WHAT YOU SHOULD DO
Among the entries below, how many lines contain the string "SessionStatus"? Only the number, please.
### MATERIAL SUPPLIED
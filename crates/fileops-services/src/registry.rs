//! Session registry — which files are open, keyed by the path the client
//! asked for.
//!
//! A path moves through `Opened` → `Closed`. Closing keeps a tombstone so
//! later operations on that path report a session in the wrong state
//! rather than a file nobody asked for. Re-opening a path replaces its
//! entry and releases the previous handle.

use std::sync::atomic::{AtomicU64, Ordering};
use std::sync::Arc;
use std::time::{Duration, Instant};

use bytes::Bytes;
use dashmap::DashMap;
use serde::Serialize;

use fileops_core::FileOpsError;

use crate::block_reader;
use crate::fs::{FileSystem, OpenFile};

/// One path's entry in the registry.
#[derive(Debug)]
struct SessionEntry {
    id: u64,
    opened_at: Instant,
    state: SessionState,
    blocks_served: u64,
    bytes_served: u64,
}

#[derive(Debug)]
enum SessionState {
    Opened(Arc<dyn OpenFile>),
    Closed { closed_at: Instant },
}

/// Externally visible state of a session.
#[derive(Debug, Clone, Copy, PartialEq, Eq, Serialize)]
#[serde(rename_all = "lowercase")]
pub enum SessionStatus {
    Open,
    Closed,
}

/// Snapshot of one session for status reporting.
#[derive(Debug, Clone, Serialize)]
pub struct SessionInfo {
    pub path: String,
    pub session_id: u64,
    pub status: SessionStatus,
    pub age_secs: u64,
    /// Seconds since close, for tombstones.
    pub closed_secs: Option<u64>,
    pub blocks_served: u64,
    pub bytes_served: u64,
}

struct Inner {
    fs: Arc<dyn FileSystem>,
    sessions: DashMap<String, SessionEntry>,
    next_id: AtomicU64,
}

/// Shared, cheaply cloneable handle to the session table.
#[derive(Clone)]
pub struct SessionRegistry {
    inner: Arc<Inner>,
}

impl SessionRegistry {
    pub fn new(fs: Arc<dyn FileSystem>) -> Self {
        Self {
            inner: Arc::new(Inner {
                fs,
                sessions: DashMap::new(),
                next_id: AtomicU64::new(1),
            }),
        }
    }

    /// Open `path` and register it. Returns the new session id.
    ///
    /// The file is opened before the table is touched, so a failed
    /// re-open leaves the existing session as it was.
    pub fn open(&self, path: &str) -> Result<u64, FileOpsError> {
        let file = self.inner.fs.open_for_read(path)?;
        let id = self.inner.next_id.fetch_add(1, Ordering::Relaxed);

        let previous = self.inner.sessions.insert(
            path.to_string(),
            SessionEntry {
                id,
                opened_at: Instant::now(),
                state: SessionState::Opened(file),
                blocks_served: 0,
                bytes_served: 0,
            },
        );

        match previous {
            Some(SessionEntry {
                id: old,
                state: SessionState::Opened(_),
                ..
            }) => tracing::info!(path, session_id = id, replaced = old, "session reopened, previous handle released"),
            _ => tracing::info!(path, session_id = id, "session opened"),
        }
        Ok(id)
    }

    /// Close the session for `path`, if it is open.
    ///
    /// Closing a path that was never opened, or is already closed, is not
    /// an error. Returns the id of the session that was closed.
    pub fn close(&self, path: &str) -> Option<u64> {
        let Some(mut entry) = self.inner.sessions.get_mut(path) else {
            tracing::debug!(path, "close on unknown path");
            return None;
        };
        if !matches!(entry.state, SessionState::Opened(_)) {
            tracing::debug!(path, session_id = entry.id, "close on closed session");
            return None;
        }
        entry.state = SessionState::Closed {
            closed_at: Instant::now(),
        };
        tracing::info!(
            path,
            session_id = entry.id,
            blocks = entry.blocks_served,
            bytes = entry.bytes_served,
            "session closed"
        );
        Some(entry.id)
    }

    /// Close `path` only if `id` is still the session registered for it.
    ///
    /// Connection teardown uses this so it never closes a session another
    /// connection opened since.
    pub fn close_if_current(&self, path: &str, id: u64) -> bool {
        let Some(mut entry) = self.inner.sessions.get_mut(path) else {
            return false;
        };
        if entry.id != id || !matches!(entry.state, SessionState::Opened(_)) {
            return false;
        }
        entry.state = SessionState::Closed {
            closed_at: Instant::now(),
        };
        tracing::info!(path, session_id = id, "session released with its connection");
        true
    }

    /// The open handle for `path`.
    pub fn handle(&self, path: &str) -> Result<Arc<dyn OpenFile>, FileOpsError> {
        let entry = self
            .inner
            .sessions
            .get(path)
            .ok_or_else(|| FileOpsError::not_found(path))?;
        match &entry.state {
            SessionState::Opened(file) => Ok(Arc::clone(file)),
            SessionState::Closed { .. } => Err(FileOpsError::InvalidState {
                path: path.to_string(),
                state: "closed".into(),
            }),
        }
    }

    /// Current byte length of the file behind `path`'s session.
    pub fn size(&self, path: &str) -> Result<u64, FileOpsError> {
        self.handle(path)?
            .size()
            .map_err(|e| FileOpsError::from_io(path, None, &e))
    }

    /// Read one block from `path`'s session.
    pub async fn read(&self, path: &str, offset: u64, length: u64) -> Result<Bytes, FileOpsError> {
        let file = self.handle(path)?;
        let data = block_reader::read_block_async(file, path, offset, length).await?;
        self.record_served(path, data.len() as u64);
        Ok(data)
    }

    fn record_served(&self, path: &str, bytes: u64) {
        if let Some(mut entry) = self.inner.sessions.get_mut(path) {
            if matches!(entry.state, SessionState::Opened(_)) {
                entry.blocks_served += 1;
                entry.bytes_served += bytes;
            }
        }
    }

    /// Number of sessions currently open. Tombstones are not counted.
    pub fn open_count(&self) -> usize {
        self.inner
            .sessions
            .iter()
            .filter(|e| matches!(e.state, SessionState::Opened(_)))
            .count()
    }

    /// Every entry, tombstones included, sorted by path.
    pub fn snapshot(&self) -> Vec<SessionInfo> {
        let mut out: Vec<SessionInfo> = self
            .inner
            .sessions
            .iter()
            .map(|e| {
                let (status, closed_secs) = match &e.state {
                    SessionState::Opened(_) => (SessionStatus::Open, None),
                    SessionState::Closed { closed_at } => {
                        (SessionStatus::Closed, Some(closed_at.elapsed().as_secs()))
                    }
                };
                SessionInfo {
                    path: e.key().clone(),
                    session_id: e.id,
                    status,
                    age_secs: e.opened_at.elapsed().as_secs(),
                    closed_secs,
                    blocks_served: e.blocks_served,
                    bytes_served: e.bytes_served,
                }
            })
            .collect();
        out.sort_by(|a, b| a.path.cmp(&b.path));
        out
    }

    /// Drop tombstones older than `max_age`. Returns how many were removed.
    pub fn prune_closed(&self, max_age: Duration) -> usize {
        let before = self.inner.sessions.len();
        self.inner.sessions.retain(|_, e| match e.state {
            SessionState::Closed { closed_at } => closed_at.elapsed() < max_age,
            SessionState::Opened(_) => true,
        });
        before.saturating_sub(self.inner.sessions.len())
    }
}

impl std::fmt::Debug for SessionRegistry {
    fn fmt(&self, f: &mut std::fmt::Formatter<'_>) -> std::fmt::Result {
        f.debug_struct("SessionRegistry")
            .field("sessions", &self.inner.sessions.len())
            .finish()
    }
}
//! fileops-core — shared types, wire format, codecs and transfer bookkeeping.
//! All other fileops crates depend on this one.

pub mod codec;
pub mod config;
pub mod error;
pub mod latency;
pub mod message;
pub mod observe;
pub mod partition;
pub mod wire;

pub use codec::{codec_for, BinaryCodec, Codec, JsonCodec};
pub use error::{ErrorKind, FileOpsError};
pub use latency::{LatencyRecorder, LatencyStats, TransferReport};
pub use message::{Chunk, ErrorBody, Request, Response};
pub use observe::{NoopObserver, TracingObserver, TransferMode, TransferObserver};
pub use partition::{partition, Block, Blocks, ReadRange};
######
WRITTEN SOLUTION
4